Texto de Lisandro Duque Naranjo
Alguien me escribirá un recorderis para
remediar la omisión de quien no figure en esta lista de amigos fallecidos por
COVID-19. Fueron personas cercanas a mis afectos —a muchas llevaba tiempo sin
verlas— y, por haberse cortado su existencia en esta peste aciaga, siento la
compulsión de evocarlas. La lista es corta comparada con el guarismo triste que
ha venido saliendo en las listas de muertos. Aun así, son demasiados, y me
procuraron a veces, como a muchos otros deudos y amigos, la indeseable sorpresa
de saber de su muerte en tan pocos días. Fueron pocos los que tuvieron algún
tipo de relación entre sí, pero todos fueron próximos a mí. Abel Rodríguez e
Isidoro León, dos líderes del magisterio muy acatados y honorables entre sus
pares, dejaron historia en el sector educativo. Abel construyó, como secretario
de Educación de Bogotá, 60 megacolegios. Con Isidoro compartí por teléfono el
estupor por el deceso de Abel, quien fue de los primeros. Pocos meses después,
Isidoro fue arrancado también.
La primera muerte amiga que inauguró la
pandemia fue María Consuelo Montero. Por ella supimos que el COVID-19 era
cierto. Fundadora, junto a Augusto Bernal, de la legendaria escuela de cine
Black María, formaron a jóvenes en esa academia informal a la que tuve la honra
de pertenecer. Ella estaba curada del espanto de la muerte, pues traía
dolencias de hace tiempos que ignoro si se constituyeron en la comorbilidad que
la ultimó por corte directo.
Luisa Fernanda Trujillo, poeta sumergida en una
obra intimista, metafísica, dejaba entreabierta una puerta para descifrarle su
hermetismo. Dulce temperamento que lidió con un cáncer antiguo sobre el que
hizo una bitácora con la que nos orientaba a sus amigos sobre los percances de
su cuerpo. En cada mensaje celebraba sus nuevas victorias en las mesas de
cirugía.
Silvio Parra Arcila, en los obituarios de
quienes lo despedían en Sevilla, a los que me sumo, pues fuimos amigos desde la
infancia, sobresale su pasión erudita como formador de varias generaciones de
melómanos en repertorio latinoamericano, del tango en adelante.
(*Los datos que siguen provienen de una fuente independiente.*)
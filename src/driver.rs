use core::fmt;

use crate::config::{LongName, SpiSpeed};

pub mod memory;

pub const DIR_ENTRY_NAME_LEN: usize = 11;
pub const DIR_NAME_FREE: u8 = 0x00;
pub const DIR_NAME_DELETED: u8 = 0xE5;

pub const DIR_ATT_READ_ONLY: u8 = 0x01;
pub const DIR_ATT_HIDDEN: u8 = 0x02;
pub const DIR_ATT_SYSTEM: u8 = 0x04;
pub const DIR_ATT_VOLUME_ID: u8 = 0x08;
pub const DIR_ATT_DIRECTORY: u8 = 0x10;
pub const DIR_ATT_ARCHIVE: u8 = 0x20;
pub const DIR_ATT_LONG_NAME: u8 = 0x0F;
const DIR_ATT_FILE_TYPE_MASK: u8 = DIR_ATT_VOLUME_ID | DIR_ATT_DIRECTORY;

/// One 8.3 record exactly as the driver read it from the directory table.
#[derive(Clone, Copy, Debug, PartialEq, Eq)]
pub struct RawDirEntry {
    pub name: [u8; DIR_ENTRY_NAME_LEN],
    pub attributes: u8,
    pub size: u32,
}

impl RawDirEntry {
    pub const fn new(name: [u8; DIR_ENTRY_NAME_LEN], attributes: u8) -> Self {
        Self {
            name,
            attributes,
            size: 0,
        }
    }

    pub fn is_free(&self) -> bool {
        self.name[0] == DIR_NAME_FREE
    }

    pub fn is_deleted(&self) -> bool {
        self.name[0] == DIR_NAME_DELETED
    }

    pub fn is_dot(&self) -> bool {
        self.name[0] == b'.'
    }

    pub fn is_long_name_slot(&self) -> bool {
        self.attributes & DIR_ATT_LONG_NAME == DIR_ATT_LONG_NAME
    }

    pub fn is_subdir(&self) -> bool {
        !self.is_long_name_slot() && self.attributes & DIR_ATT_FILE_TYPE_MASK == DIR_ATT_DIRECTORY
    }

    pub fn is_file_or_subdir(&self) -> bool {
        !self.is_long_name_slot() && self.attributes & DIR_ATT_VOLUME_ID == 0
    }

    pub fn is_hidden(&self) -> bool {
        self.attributes & DIR_ATT_HIDDEN != 0
    }
}

#[derive(Clone, Copy, Debug, PartialEq, Eq)]
pub enum OpenMode {
    Read,
    /// Create, truncate and append; shared by writing and logging sessions.
    Write,
}

/// Stage of card bring-up that failed.
#[derive(Clone, Copy, Debug, PartialEq, Eq)]
pub enum InitStage {
    Card,
    Volume,
    Root,
}

/// Block-storage and FAT primitives the session sits on.
///
/// Directory handles carry their own read cursor; `rewind` resets it and
/// `read_dir` advances it by one raw record. Handles are cheap to clone and
/// cloning an open directory does not reopen it on the card.
pub trait CardDriver {
    type Dir: Clone;
    type File;
    type Error: fmt::Debug;

    fn init_card(&mut self, speed: SpiSpeed, chip_select: u8) -> Result<(), Self::Error>;
    fn init_volume(&mut self) -> Result<(), Self::Error>;
    fn open_root(&mut self) -> Result<Self::Dir, Self::Error>;

    fn open_dir(&mut self, parent: &Self::Dir, name: &str) -> Result<Self::Dir, Self::Error>;
    fn rewind(&mut self, dir: &mut Self::Dir);
    /// Next raw record, or `None` once the directory's storage is exhausted.
    ///
    /// `long_name` is cleared and refilled for every record; it only
    /// describes the record returned by the same call.
    fn read_dir(
        &mut self,
        dir: &mut Self::Dir,
        long_name: &mut LongName,
    ) -> Result<Option<RawDirEntry>, Self::Error>;

    fn open_file(
        &mut self,
        parent: &Self::Dir,
        name: &str,
        mode: OpenMode,
    ) -> Result<Self::File, Self::Error>;
    fn read(&mut self, file: &mut Self::File, buf: &mut [u8]) -> Result<usize, Self::Error>;
    fn write(&mut self, file: &mut Self::File, data: &[u8]) -> Result<usize, Self::Error>;
    fn seek(&mut self, file: &mut Self::File, position: u32) -> Result<(), Self::Error>;
    fn position(&self, file: &Self::File) -> u32;
    fn size(&self, file: &Self::File) -> u32;
    fn sync(&mut self, file: &mut Self::File) -> Result<(), Self::Error>;
    fn close(&mut self, file: Self::File);
    fn remove(&mut self, parent: &Self::Dir, name: &str) -> Result<(), Self::Error>;
}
Gloria Toro de Marín, sevillana, detrás del
mostrador de Casablanca, al lado de su marido, Juan, fue la mujer que
distinguía las canciones con solo pasarles el dedo por el filo a los discos
long play. Uno le pedía El escondite de Hernando, y al instante empezaba a
sonar, como si los acetatos la conocieran.
Gustavo Quesada, poeta, académico, ofrecía
placidez y bonhomía. Llevaba muchos años sin verlo, pero estoy seguro de que su
rostro mantuvo una sonrisa hasta el final.
Édgar Montañez, comunista, cineasta, egresado
de la escuela de Bulgaria. Activista entre la juventud proletaria y barrial de
guionistas y directores que son ahora los que mueven las redes con sus
documentales contestones. Representó a los cineastas en la Junta de
Proimágenes, donde fue confiable para sus colegas.
Amparo Vanegas, psicóloga, líder estudiantil en
los tiempos tumultuosos de los años 70 en la U. N. Polemista hasta el final
—compartí mucho con ella en la Tertulia de cine de Diva Botero, en el CUAN—,
letrada, alegre y cosmopolita. Debo a su hijo Sergio Becerra la idea de romper
el silencio sobre estos cadáveres exquisitos que acudieron casi en soledad a la
tumba.
Y está el maestro mayor: Santiago García, a
quien todos los méritos ya le fueron dados. No fue de COVID-19 que murió, pero
abrió plaza, por otras dolencias, a los ocho días de iniciada la cuarentena.